Work item: Find the line with "(expected text, json" in the entries below. Repeat it, every following line, and the line with "let cluster = &config.cluster;", exactly and with nothing added.

■ ■ ■

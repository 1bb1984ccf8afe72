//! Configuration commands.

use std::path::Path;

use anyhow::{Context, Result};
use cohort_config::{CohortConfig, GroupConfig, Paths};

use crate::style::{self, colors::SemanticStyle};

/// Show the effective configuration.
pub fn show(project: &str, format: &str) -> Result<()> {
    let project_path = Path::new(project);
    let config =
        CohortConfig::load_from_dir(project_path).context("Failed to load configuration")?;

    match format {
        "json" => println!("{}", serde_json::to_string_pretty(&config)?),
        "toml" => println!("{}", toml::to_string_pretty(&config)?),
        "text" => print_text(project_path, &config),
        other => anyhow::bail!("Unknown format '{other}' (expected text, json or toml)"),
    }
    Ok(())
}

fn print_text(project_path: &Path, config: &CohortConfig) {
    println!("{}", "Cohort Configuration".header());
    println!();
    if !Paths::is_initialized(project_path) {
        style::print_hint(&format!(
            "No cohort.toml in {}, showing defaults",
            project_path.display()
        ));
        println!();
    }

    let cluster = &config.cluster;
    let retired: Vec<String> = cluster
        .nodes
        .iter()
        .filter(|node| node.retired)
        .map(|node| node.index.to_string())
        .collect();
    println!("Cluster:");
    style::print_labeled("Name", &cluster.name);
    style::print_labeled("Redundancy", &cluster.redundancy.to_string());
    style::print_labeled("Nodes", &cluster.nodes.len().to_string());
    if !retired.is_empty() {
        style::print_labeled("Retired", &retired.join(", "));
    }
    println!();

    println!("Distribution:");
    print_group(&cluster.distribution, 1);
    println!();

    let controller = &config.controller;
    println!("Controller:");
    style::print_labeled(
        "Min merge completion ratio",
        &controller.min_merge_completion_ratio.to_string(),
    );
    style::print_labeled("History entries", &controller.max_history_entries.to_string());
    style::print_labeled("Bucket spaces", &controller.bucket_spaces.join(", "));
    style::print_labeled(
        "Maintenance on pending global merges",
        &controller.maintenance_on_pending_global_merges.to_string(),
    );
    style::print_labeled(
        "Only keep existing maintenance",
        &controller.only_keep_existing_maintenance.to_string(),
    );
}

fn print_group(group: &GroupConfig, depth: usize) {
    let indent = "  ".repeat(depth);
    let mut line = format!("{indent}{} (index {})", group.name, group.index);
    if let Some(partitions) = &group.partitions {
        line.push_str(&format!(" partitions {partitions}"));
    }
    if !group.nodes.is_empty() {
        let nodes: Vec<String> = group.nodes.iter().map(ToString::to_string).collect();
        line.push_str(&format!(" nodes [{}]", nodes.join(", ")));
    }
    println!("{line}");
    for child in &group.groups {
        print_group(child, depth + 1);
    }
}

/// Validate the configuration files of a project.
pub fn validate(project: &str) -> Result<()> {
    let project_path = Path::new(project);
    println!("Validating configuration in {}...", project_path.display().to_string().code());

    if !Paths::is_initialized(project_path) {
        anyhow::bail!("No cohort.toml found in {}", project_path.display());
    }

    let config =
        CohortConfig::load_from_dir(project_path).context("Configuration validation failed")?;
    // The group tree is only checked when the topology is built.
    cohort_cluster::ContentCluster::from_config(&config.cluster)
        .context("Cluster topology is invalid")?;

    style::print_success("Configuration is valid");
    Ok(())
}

■ ■ ■

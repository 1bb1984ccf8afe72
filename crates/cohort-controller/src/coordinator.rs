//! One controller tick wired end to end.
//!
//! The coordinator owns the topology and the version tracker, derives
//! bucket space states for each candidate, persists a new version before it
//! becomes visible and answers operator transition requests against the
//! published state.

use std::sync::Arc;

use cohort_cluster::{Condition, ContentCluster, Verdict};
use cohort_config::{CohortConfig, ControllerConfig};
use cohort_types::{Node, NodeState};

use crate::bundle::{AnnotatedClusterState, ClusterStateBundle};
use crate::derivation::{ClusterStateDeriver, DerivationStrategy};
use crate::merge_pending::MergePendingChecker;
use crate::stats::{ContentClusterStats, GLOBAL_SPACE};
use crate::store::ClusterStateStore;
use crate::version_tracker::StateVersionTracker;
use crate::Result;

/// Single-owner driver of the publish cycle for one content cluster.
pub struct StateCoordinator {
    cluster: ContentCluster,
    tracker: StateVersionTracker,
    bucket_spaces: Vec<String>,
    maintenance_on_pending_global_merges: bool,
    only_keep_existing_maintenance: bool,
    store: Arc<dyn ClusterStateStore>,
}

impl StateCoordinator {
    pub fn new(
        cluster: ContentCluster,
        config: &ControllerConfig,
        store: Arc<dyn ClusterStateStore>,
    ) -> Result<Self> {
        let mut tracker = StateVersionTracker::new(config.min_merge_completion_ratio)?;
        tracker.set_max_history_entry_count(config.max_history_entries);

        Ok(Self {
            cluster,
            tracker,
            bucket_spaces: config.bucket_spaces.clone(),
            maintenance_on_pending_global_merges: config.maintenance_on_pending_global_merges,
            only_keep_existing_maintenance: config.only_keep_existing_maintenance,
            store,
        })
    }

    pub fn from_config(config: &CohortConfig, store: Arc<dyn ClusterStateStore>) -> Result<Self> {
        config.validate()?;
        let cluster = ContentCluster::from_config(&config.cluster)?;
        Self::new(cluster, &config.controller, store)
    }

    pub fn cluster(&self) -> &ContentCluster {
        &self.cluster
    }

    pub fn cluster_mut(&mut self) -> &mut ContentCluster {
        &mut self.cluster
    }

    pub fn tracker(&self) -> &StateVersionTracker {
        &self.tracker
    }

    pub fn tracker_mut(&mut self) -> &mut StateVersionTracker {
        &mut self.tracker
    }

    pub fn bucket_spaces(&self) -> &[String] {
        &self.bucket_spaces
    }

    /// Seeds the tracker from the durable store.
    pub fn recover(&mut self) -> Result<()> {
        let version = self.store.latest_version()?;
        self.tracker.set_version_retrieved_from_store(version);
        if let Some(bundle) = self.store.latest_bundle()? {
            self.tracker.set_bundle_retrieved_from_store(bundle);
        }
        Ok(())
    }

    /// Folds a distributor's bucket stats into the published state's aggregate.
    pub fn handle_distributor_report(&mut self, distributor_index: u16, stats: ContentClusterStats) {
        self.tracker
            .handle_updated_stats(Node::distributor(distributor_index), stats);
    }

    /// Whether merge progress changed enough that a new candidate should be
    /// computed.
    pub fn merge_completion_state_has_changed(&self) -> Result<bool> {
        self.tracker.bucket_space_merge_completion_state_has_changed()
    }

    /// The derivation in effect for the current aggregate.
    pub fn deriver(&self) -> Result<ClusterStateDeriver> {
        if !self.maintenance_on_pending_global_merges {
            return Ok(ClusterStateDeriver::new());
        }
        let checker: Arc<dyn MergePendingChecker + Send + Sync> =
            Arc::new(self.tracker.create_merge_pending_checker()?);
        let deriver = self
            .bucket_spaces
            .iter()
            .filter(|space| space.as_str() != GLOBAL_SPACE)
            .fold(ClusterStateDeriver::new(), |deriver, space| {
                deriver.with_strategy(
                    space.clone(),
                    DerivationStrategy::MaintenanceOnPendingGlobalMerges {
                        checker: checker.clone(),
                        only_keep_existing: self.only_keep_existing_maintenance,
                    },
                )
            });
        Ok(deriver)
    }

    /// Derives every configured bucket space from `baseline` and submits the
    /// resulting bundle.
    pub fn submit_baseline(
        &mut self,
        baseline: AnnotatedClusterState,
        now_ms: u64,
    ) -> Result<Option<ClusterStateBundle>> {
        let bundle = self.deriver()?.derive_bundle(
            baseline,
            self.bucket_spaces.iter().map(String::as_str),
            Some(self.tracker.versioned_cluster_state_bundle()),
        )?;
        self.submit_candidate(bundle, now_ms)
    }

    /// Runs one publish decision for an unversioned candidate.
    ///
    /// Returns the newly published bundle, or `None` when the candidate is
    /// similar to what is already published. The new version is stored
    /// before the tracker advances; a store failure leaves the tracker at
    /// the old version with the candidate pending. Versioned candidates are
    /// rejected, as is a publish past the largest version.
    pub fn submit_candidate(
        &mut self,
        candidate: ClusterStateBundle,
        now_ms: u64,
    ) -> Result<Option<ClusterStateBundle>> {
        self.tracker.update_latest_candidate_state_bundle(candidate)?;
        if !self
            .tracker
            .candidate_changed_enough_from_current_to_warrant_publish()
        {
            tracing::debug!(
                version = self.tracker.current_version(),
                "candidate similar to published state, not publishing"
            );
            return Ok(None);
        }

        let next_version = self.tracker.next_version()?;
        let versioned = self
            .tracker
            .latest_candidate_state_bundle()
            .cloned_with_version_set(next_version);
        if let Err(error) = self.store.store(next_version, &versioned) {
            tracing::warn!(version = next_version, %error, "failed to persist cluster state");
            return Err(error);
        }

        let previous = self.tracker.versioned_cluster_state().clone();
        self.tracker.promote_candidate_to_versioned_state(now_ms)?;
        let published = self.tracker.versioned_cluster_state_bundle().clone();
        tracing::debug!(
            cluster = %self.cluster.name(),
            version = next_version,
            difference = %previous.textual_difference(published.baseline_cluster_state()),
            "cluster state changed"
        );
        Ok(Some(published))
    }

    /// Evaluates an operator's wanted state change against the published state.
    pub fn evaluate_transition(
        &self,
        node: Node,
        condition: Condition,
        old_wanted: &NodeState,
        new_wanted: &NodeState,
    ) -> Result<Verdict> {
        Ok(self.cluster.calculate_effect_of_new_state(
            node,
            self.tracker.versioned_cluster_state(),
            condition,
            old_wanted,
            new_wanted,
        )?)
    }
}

■ ■ ■

Task solution:
        other => anyhow::bail!("Unknown format '{other}' (expected text, json or toml)"),
    }
    Ok(())
}

fn print_text(project_path: &Path, config: &CohortConfig) {
    println!("{}", "Cohort Configuration".header());
    println!();
    if !Paths::is_initialized(project_path) {
        style::print_hint(&format!(
            "No cohort.toml in {}, showing defaults",
            project_path.display()
        ));
        println!();
    }

    let cluster = &config.cluster;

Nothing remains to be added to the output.